Combinations of direct-acting antivirals are needed to minimize drug resistance mutations and stably suppress replication of RNA viruses. Currently, there are limited therapeutic options against the severe acute respiratory syndrome coronavirus 2 (SARS-CoV-2), and testing of a number of drug regimens has led to conflicting results. Here, we show that cobicistat, which is an FDA-approved drug booster that blocks the activity of the drug-metabolizing proteins cytochrome P450-3As (CYP3As) and P-glycoprotein (P-gp), inhibits SARS-CoV-2 replication. Two independent cell-to-cell membrane fusion assays showed that the antiviral effect of cobicistat is exerted through inhibition of spike protein-mediated membrane fusion.
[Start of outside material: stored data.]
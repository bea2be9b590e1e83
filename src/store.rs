//! The read-only **term store**: daily n-gram observations plus the three
//! aggregate frequency tables, loaded once and shared by every lookup.
//!
//! Lookups never fail. An unknown term or date yields an empty result and a
//! `debug` log line ([`Miss::LookupMiss`]).
use std::collections::hash_map::Entry;
use std::collections::{BTreeMap, HashMap, HashSet};

use chrono::NaiveDate;
use tracing::{debug, info};

use crate::config::{DuplicatePolicy, StorePaths};
use crate::error::{DataLoadError, Miss};
use crate::ingest::{self, LoadReport};
use crate::record::{FrequentTerm, NgramKind, RankedTerm, TermRecord};
use crate::schema::TableId;

/// Daily term observations indexed by term and by date.
#[derive(Clone, Debug, Default)]
pub struct TermStore {
    records: Vec<TermRecord>,
    /// term -> record positions, ascending by date.
    by_term: HashMap<String, Vec<usize>>,
    /// date -> record positions, in load order.
    by_date: BTreeMap<NaiveDate, Vec<usize>>,
    frequent: [Vec<FrequentTerm>; 3],
}

impl TermStore {
    /// Load all six tables. Any missing or structurally broken file aborts the
    /// load; individual bad rows are skipped.
    pub fn load(paths: &StorePaths, policy: DuplicatePolicy) -> Result<(Self, Vec<LoadReport>), DataLoadError> {
        let mut reports = Vec::with_capacity(6);
        let mut records = Vec::new();
        for (kind, path) in paths.daily.iter() {
            let (rows, rep) = ingest::read_daily(path, TableId::daily(*kind))?;
            records.extend(rows);
            reports.push(rep);
        }
        let mut frequent: [Vec<FrequentTerm>; 3] = Default::default();
        for (kind, path) in paths.frequent.iter() {
            let (rows, rep) = ingest::read_frequent(path, TableId::frequent(*kind))?;
            frequent[*kind as usize] = rows;
            reports.push(rep);
        }
        let store = Self::from_records(records, policy).with_frequent(frequent);
        info!(records = store.len(), terms = store.by_term.len(), dates = store.by_date.len(), "term store ready");
        Ok((store, reports))
    }

    /// Build a store from already-parsed daily records.
    ///
    /// # Examples
    /// ```
    /// use ngram_trends::{config::DuplicatePolicy, record::{ymd, TermRecord}, TermStore};
    /// let d = ymd("2020-01-01").unwrap();
    /// let store = TermStore::from_records(
    ///     vec![TermRecord::new("covid", 100, d), TermRecord::new("covid", 100, d)],
    ///     DuplicatePolicy::DropExact,
    /// );
    /// assert_eq!(store.len(), 1);
    /// ```
    pub fn from_records(records: Vec<TermRecord>, policy: DuplicatePolicy) -> Self {
        let before = records.len();
        let records = resolve_duplicates(records, policy);
        if records.len() != before {
            debug!(?policy, before, after = records.len(), "resolved duplicate (term, date) records");
        }

        let mut by_term: HashMap<String, Vec<usize>> = HashMap::new();
        let mut by_date: BTreeMap<NaiveDate, Vec<usize>> = BTreeMap::new();
        for (i, r) in records.iter().enumerate() {
            by_term.entry(r.term.clone()).or_default().push(i);
            by_date.entry(r.date).or_default().push(i);
        }
        for ids in by_term.values_mut() {
            // Stable: repeated points on one date keep load order.
            ids.sort_by_key(|&i| records[i].date);
        }
        TermStore { records, by_term, by_date, frequent: Default::default() }
    }

    /// Attach the aggregate tables, indexed by [`NgramKind`].
    pub fn with_frequent(mut self, frequent: [Vec<FrequentTerm>; 3]) -> Self {
        self.frequent = frequent;
        self
    }

    pub fn len(&self) -> usize { self.records.len() }

    pub fn is_empty(&self) -> bool { self.records.is_empty() }

    /// Every date with at least one record, ascending.
    pub fn dates(&self) -> impl Iterator<Item = NaiveDate> + '_ { self.by_date.keys().copied() }

    /// Aggregate frequency table for `kind`, in file order.
    pub fn frequent(&self, kind: NgramKind) -> &[FrequentTerm] { &self.frequent[kind as usize] }

    /// Time series of `term` as `(date, counts)`, ascending by date.
    /// Empty for an unknown term.
    pub fn series_for(&self, term: &str) -> Vec<(NaiveDate, u64)> {
        match self.by_term.get(term) {
            Some(ids) => ids.iter().map(|&i| (self.records[i].date, self.records[i].counts)).collect(),
            None => {
                debug!(miss = %Miss::LookupMiss { key: term.to_string() }, "series lookup");
                Vec::new()
            }
        }
    }

    /// All terms recorded on `date`, by counts descending then term ascending.
    /// Empty for an unknown date.
    pub fn ranking_for(&self, date: NaiveDate) -> Vec<RankedTerm> {
        let Some(ids) = self.by_date.get(&date) else {
            debug!(miss = %Miss::LookupMiss { key: date.to_string() }, "ranking lookup");
            return Vec::new();
        };
        let mut rows: Vec<RankedTerm> = ids
            .iter()
            .map(|&i| RankedTerm { term: self.records[i].term.clone(), counts: self.records[i].counts })
            .collect();
        rows.sort_by(|a, b| b.counts.cmp(&a.counts).then_with(|| a.term.cmp(&b.term)));
        rows
    }

    /// Terms on `date` whose count lies in
    /// `[center * (1 - width), center * (1 + width)]` (bounds inclusive).
    ///
    /// A zero `center` yields an empty map. When a term has several records on
    /// the date, the largest in-band count is kept.
    pub fn neighborhood(&self, date: NaiveDate, center: u64, width: f64) -> BTreeMap<String, u64> {
        let mut out = BTreeMap::new();
        if center == 0 {
            return out;
        }
        let Some(ids) = self.by_date.get(&date) else {
            debug!(miss = %Miss::LookupMiss { key: date.to_string() }, "neighborhood lookup");
            return out;
        };
        for &i in ids {
            let r = &self.records[i];
            if in_band(r.counts, center, width) {
                let slot = out.entry(r.term.clone()).or_insert(r.counts);
                *slot = (*slot).max(r.counts);
            }
        }
        out
    }
}

/// Resolution of `width` in [`in_band`]: widths are compared in millionths.
const WIDTH_SCALE: u128 = 1_000_000;

/// Approximate `[lo, hi]` frequency band around `center`, for display.
pub fn band(center: u64, width: f64) -> (f64, f64) {
    let c = center as f64;
    (c * (1.0 - width), c * (1.0 + width))
}

/// Whether `count` lies in `[center * (1 - width), center * (1 + width)]`,
/// edges included.
///
/// Evaluated as `|count - center| * S <= center * round(width * S)` in integers
/// so counts sitting exactly on an edge are never lost to float rounding.
pub fn in_band(count: u64, center: u64, width: f64) -> bool {
    // Saturates for huge widths; NaN maps to zero.
    let w = (width.max(0.0) * WIDTH_SCALE as f64).round() as u128;
    let diff = u128::from(count.abs_diff(center)) * WIDTH_SCALE;
    match u128::from(center).checked_mul(w) {
        Some(limit) => diff <= limit,
        None => true,
    }
}

fn resolve_duplicates(records: Vec<TermRecord>, policy: DuplicatePolicy) -> Vec<TermRecord> {
    match policy {
        DuplicatePolicy::KeepAll => records,
        DuplicatePolicy::DropExact => {
            let mut seen = HashSet::with_capacity(records.len());
            records.into_iter().filter(|r| seen.insert(r.clone())).collect()
        }
        DuplicatePolicy::Sum => {
            let mut slot: HashMap<(String, NaiveDate), usize> = HashMap::new();
            let mut out: Vec<TermRecord> = Vec::with_capacity(records.len());
            for r in records {
                match slot.entry((r.term.clone(), r.date)) {
                    Entry::Occupied(e) => {
                        let i = *e.get();
                        out[i].counts = out[i].counts.saturating_add(r.counts);
                    }
                    Entry::Vacant(e) => {
                        e.insert(out.len());
                        out.push(r);
                    }
                }
            }
            out
        }
    }
}

#[cfg(test)]
pub(crate) mod tests {
    use super::*;
    use crate::record::ymd;

    pub(crate) fn d(s: &str) -> NaiveDate { ymd(s).unwrap() }

    /// covid 100 / 150 over two days, virus 90 on the first.
    pub(crate) fn sample_store() -> TermStore {
        TermStore::from_records(
            vec![
                TermRecord::new("covid", 100, d("2020-01-01")),
                TermRecord::new("covid", 150, d("2020-01-02")),
                TermRecord::new("virus", 90, d("2020-01-01")),
            ],
            DuplicatePolicy::DropExact,
        )
    }

    #[test]
    fn series_is_date_ordered() {
        let s = TermStore::from_records(
            vec![
                TermRecord::new("mask", 3, d("2020-02-03")),
                TermRecord::new("mask", 1, d("2020-02-01")),
                TermRecord::new("mask", 2, d("2020-02-02")),
            ],
            DuplicatePolicy::KeepAll,
        );
        let counts: Vec<u64> = s.series_for("mask").into_iter().map(|(_, c)| c).collect();
        assert_eq!(counts, [1, 2, 3]);
        assert!(s.series_for("unknown").is_empty());
    }

    #[test]
    fn ranking_sorted_by_counts_then_term() {
        let s = TermStore::from_records(
            vec![
                TermRecord::new("b", 5, d("2020-01-01")),
                TermRecord::new("a", 5, d("2020-01-01")),
                TermRecord::new("c", 9, d("2020-01-01")),
            ],
            DuplicatePolicy::KeepAll,
        );
        let names: Vec<_> = s.ranking_for(d("2020-01-01")).into_iter().map(|r| r.term).collect();
        assert_eq!(names, ["c", "a", "b"]);
    }

    #[test]
    fn ranking_for_sample_day() {
        let r = sample_store().ranking_for(d("2020-01-01"));
        assert_eq!(
            r,
            vec![
                RankedTerm { term: "covid".into(), counts: 100 },
                RankedTerm { term: "virus".into(), counts: 90 },
            ]
        );
        assert!(sample_store().ranking_for(d("1999-12-31")).is_empty());
    }

    #[test]
    fn neighborhood_bounds_are_inclusive() {
        let s = TermStore::from_records(
            vec![
                TermRecord::new("low", 79, d("2020-01-01")),
                TermRecord::new("edge_lo", 80, d("2020-01-01")),
                TermRecord::new("mid", 100, d("2020-01-01")),
                TermRecord::new("edge_hi", 120, d("2020-01-01")),
                TermRecord::new("high", 121, d("2020-01-01")),
            ],
            DuplicatePolicy::KeepAll,
        );
        let n = s.neighborhood(d("2020-01-01"), 100, 0.2);
        let keys: Vec<_> = n.keys().map(String::as_str).collect();
        assert_eq!(keys, ["edge_hi", "edge_lo", "mid"]);
        assert_eq!(band(100, 0.2), (80.0, 120.0));
    }

    #[test]
    fn band_edges_survive_non_round_widths() {
        // 100 * 1.15 is 114.99999999999999 in f64.
        let s = TermStore::from_records(
            vec![
                TermRecord::new("edge", 115, d("2020-01-01")),
                TermRecord::new("mid", 100, d("2020-01-01")),
                TermRecord::new("floor", 85, d("2020-01-01")),
                TermRecord::new("out", 116, d("2020-01-01")),
            ],
            DuplicatePolicy::KeepAll,
        );
        let keys: Vec<_> = s.neighborhood(d("2020-01-01"), 100, 0.15).into_keys().collect();
        assert_eq!(keys, ["edge", "floor", "mid"]);

        for center in 1..2000u64 {
            for w in [0.15, 0.2, 0.25, 0.3] {
                let lo = center * (100 - (w * 100.0f64).round() as u64) / 100;
                let hi = center * (100 + (w * 100.0f64).round() as u64) / 100;
                if center * (100 - (w * 100.0f64).round() as u64) % 100 == 0 {
                    assert!(in_band(lo, center, w), "lo {lo} for {center} @ {w}");
                }
                if center * (100 + (w * 100.0f64).round() as u64) % 100 == 0 {
                    assert!(in_band(hi, center, w), "hi {hi} for {center} @ {w}");
                    assert!(!in_band(hi + 1, center, w), "hi+1 for {center} @ {w}");
                }
            }
        }
    }

    #[test]
    fn in_band_handles_wide_and_zero_widths() {
        assert!(in_band(100, 100, 0.0));
        assert!(!in_band(101, 100, 0.0));
        assert!(in_band(0, 100, 1.5));
        assert!(in_band(u64::MAX, u64::MAX / 2, f64::MAX));
    }

    #[test]
    fn neighborhood_of_zero_center_is_empty() {
        let s = sample_store();
        for w in [0.0, 0.2, 0.3, 5.0] {
            assert!(s.neighborhood(d("2020-01-01"), 0, w).is_empty());
        }
        assert!(s.neighborhood(d("2031-01-01"), 100, 0.2).is_empty());
    }

    #[test]
    fn duplicate_policies() {
        let rows = || {
            vec![
                TermRecord::new("covid", 10, d("2020-01-01")),
                TermRecord::new("covid", 10, d("2020-01-01")),
                TermRecord::new("covid", 5, d("2020-01-01")),
            ]
        };
        let keep = TermStore::from_records(rows(), DuplicatePolicy::KeepAll);
        assert_eq!(keep.series_for("covid").len(), 3);

        let drop = TermStore::from_records(rows(), DuplicatePolicy::DropExact);
        assert_eq!(drop.series_for("covid").len(), 2);

        let sum = TermStore::from_records(rows(), DuplicatePolicy::Sum);
        assert_eq!(sum.series_for("covid"), vec![(d("2020-01-01"), 25)]);
    }

    #[test]
    fn neighborhood_keeps_largest_in_band_duplicate() {
        let s = TermStore::from_records(
            vec![
                TermRecord::new("covid", 95, d("2020-01-01")),
                TermRecord::new("covid", 105, d("2020-01-01")),
            ],
            DuplicatePolicy::KeepAll,
        );
        assert_eq!(s.neighborhood(d("2020-01-01"), 100, 0.2).get("covid"), Some(&105));
    }

    #[test]
    fn load_reads_all_six_tables() {
        use crate::config::DashboardConfig;
        use std::fs;

        let dir = tempfile::tempdir().unwrap();
        let p = dir.path();
        fs::write(p.join("all_terms.csv"), ",term,counts,date\n0,covid,100,2020-01-01\n1,covid,x,2020-01-02\n").unwrap();
        fs::write(p.join("all_bigrams.csv"), "gram,counts,date\nstay home,40,2020-01-01\n").unwrap();
        fs::write(p.join("all_trigrams.csv"), "gram,counts,date\n").unwrap();
        fs::write(p.join("frequent_terms.csv"), "term,counts\ncovid,250\n").unwrap();
        fs::write(p.join("frequent_bigrams.csv"), "bigram,counts\nstay home,40\n").unwrap();
        fs::write(p.join("frequent_trigrams.csv"), "trigram,counts\n").unwrap();

        let cfg = DashboardConfig { data_dir: p.to_path_buf(), ..Default::default() };
        let (store, reports) = TermStore::load(&cfg.paths(), cfg.duplicate_policy).unwrap();
        assert_eq!(store.len(), 2);
        assert_eq!(reports.len(), 6);
        assert_eq!(reports[0].skipped, 1);
        assert_eq!(store.frequent(NgramKind::Bigram)[0].term, "stay home");
        assert_eq!(store.ranking_for(d("2020-01-01"))[1].term, "stay home");

        fs::remove_file(p.join("frequent_trigrams.csv")).unwrap();
        assert!(matches!(
            TermStore::load(&cfg.paths(), cfg.duplicate_policy),
            Err(DataLoadError::Missing { .. })
        ));
    }
}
In line with this, incubation with low-micromolar concentrations of cobicistat decreased viral replication in three different cell lines including cells of lung and gut origin. When cobicistat was used in combination with remdesivir, a synergistic effect on the inhibition of viral replication was observed in cell lines and in a primary human colon organoid. This was consistent with the effects of cobicistat on two of its known targets, CYP3A4 and P-gp, the silencing of which boosted the antiviral activity of remdesivir in a cobicistat-like manner. When administered to Syrian hamsters at a high dose, cobicistat decreased viral load and mitigated clinical progression. These data highlight cobicistat as a therapeutic candidate for treating SARS-CoV-2 infection and as a potential building block of combination therapies for COVID-19. The lack of effective antiviral treatments against SARS-CoV-2 is a significant limitation in the fight against the COVID-19 pandemic. Single-drug regimens have so far yielded limited results, indicating that combinations of antivirals might be required, as previously seen for other RNA viruses. Our work introduces the drug booster cobicistat, which is approved by the FDA and typically used to potentiate the effect of anti-HIV protease inhibitors, as a candidate inhibitor of SARS-CoV-2 replication. Beyond its direct activity as an antiviral, we show that cobicistat can enhance the effect of remdesivir, which was one of the first drugs proposed for treatment of SARS-CoV-2. Overall, the dual action of cobicistat as a direct antiviral and a drug booster can provide a new approach to design combination therapies and rescue the activity of compounds that are only partially effective in monotherapy.